JOHANNESBURG, 20 NOVEMBER 2017 – Granting Eskom its requested tariff increase would deliver a near-fatal blow to the struggling metals and engineering sector, the Steel and Engineering Industries Federation of Southern Africa (SEIFSA) said today (Monday, 20 October).
Making a presentation at the National Energy Regulator of South Africa (NERSA) hearings in Midrand, SEIFSA Chief Executive Officer Kaizer Nyatsumba strongly opposed Eskom’s application for electricity tariff increases, saying granting the utility its requested tariff increase would cripple manufacturing in general and the metals and engineering sector in particular.
“It will worsen the plight of the ailing metals and engineering sector,” he said.
SEIFSA Chief Economist Dr Michael Ade echoed Mr Nyatsumba’s views that the steel and engineering sector is still struggling to meet the pre-crisis demand production levels attained in 2007. Since then, recovery in the production has been modest at best.

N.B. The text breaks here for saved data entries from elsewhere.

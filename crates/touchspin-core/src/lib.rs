//! # Touchspin engine
//!
//! A numeric spinner is a text field with up/down controls. This crate is the
//! part that does not draw anything: it decides what the text should say,
//! when controls are enabled, how fast a held control repeats and when the
//! start/stop lifecycle events fire.
//!
//! - [`SpinEngine`] owns attached fields and their timers.
//! - [`PresentationAdapter`] is the widget seen from the engine;
//!   [`MemoryAdapter`] is a headless implementation.
//! - [`SpinOptions`] configure a field; [`SpinEvent`]s report back.
//!
//! ## Driving time
//!
//! The engine never sleeps or spawns. The host calls `tick()` (every frame, or
//! once `next_deadline()` has passed) and due timers fire in order:
//!
//! ```rust
//! use touchspin_core::*;
//!
//! let clock = TestClock::starting_now();
//! let mut engine = SpinEngine::with_clock(clock.clone());
//! let field = MemoryAdapter::new("5");
//! let id = engine.attach(field.clone(), SpinOptions::new().min(0.0).max(10.0));
//!
//! engine.press_start(id, Direction::Up);
//! assert_eq!(field.current_text(), "6");
//!
//! clock.advance_ms(300); // lead delay
//! engine.tick();
//! assert_eq!(field.current_text(), "7");
//!
//! engine.press_end(id);
//! clock.advance_ms(1000); // finalize delay
//! engine.tick();
//! assert_eq!(engine.phase(id), Some(Phase::Resting));
//! ```
//!
//! ## Events
//!
//! ```rust
//! use std::cell::RefCell;
//! use std::rc::Rc;
//! use touchspin_core::*;
//!
//! let seen = Rc::new(RefCell::new(Vec::new()));
//! let mut engine = SpinEngine::new();
//! engine.subscribe({
//!     let seen = seen.clone();
//!     move |_, ev| seen.borrow_mut().push(ev.clone())
//! });
//!
//! let id = engine.attach(MemoryAdapter::new("2"), SpinOptions::new());
//! engine.focus(id);
//! engine.commit(id, CommitSource::Enter);
//!
//! assert_eq!(
//!     *seen.borrow(),
//!     vec![
//!         SpinEvent::Init { value: 2.0 },
//!         SpinEvent::Start { value: 2.0 },
//!         SpinEvent::Stop { value: 2.0, diff: 0.0 },
//!     ]
//! );
//! ```

pub mod accel;
pub mod adapter;
pub mod clock;
pub mod config;
pub mod engine;
pub mod error;
pub mod event;
pub mod input;
pub mod session;
pub mod step;
pub mod timer;
pub mod validate;

pub use accel::{AccelPhase, AccelerationController};
pub use adapter::{Affix, Control, Glyph, MemoryAdapter, MemoryField, PresentationAdapter};
pub use clock::{Clock, SystemClock, TestClock};
pub use config::{
    BOUND_SENTINEL, MAX_TIMING_DELAY, SpinConfig, SpinOptions, SpinTemplate, SpinTiming, StartPolicy,
    default_template, reset_default_template, set_default_template,
};
pub use engine::{FieldId, SpinEngine};
pub use error::ConfigError;
pub use event::{SpinEvent, SubId};
pub use input::{CommitSource, Direction, InteractionSignal};
pub use session::{Phase, SessionState};
pub use step::{ResolvedStep, Step};
pub use validate::{Bounds, Finality, Validated};

pub use touchspin_format::{Locale, NumberFormatter, NumberStyle};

He said that if the tariff increase application goes through, it will be a critical setback for the sector’s productivity. The sector exports 40 percent of its production and international competitiveness is vital for its survival. An inevitable consequence of the proposed 19.9 percent hike by ESKOM will be more job losses.
“High electricity tariffs add to production costs, a situation simultaneously accompanied by declining average change in selling prices received by local producers and squeeze profit margins. Although the real GDP just recently picked up in the sector, domestic demand conditions are still tough,” Dr Ade said.
He said a high electricity tariff increase will stifle output in the metals and engineering (M&E) sector. He said that if NERSA felt that an increase for Eskom was necessary, then “it should be at a much lower percentage that has been requested”.
Dr Ade said the metals and engineering sector’s share in manufacturing output is nearly 30 percent and contributes to approximately 3.6 percent of the gross domestic product to the South African economy. He said that last year the sector provided employment to around 480 000 people directly and significantly.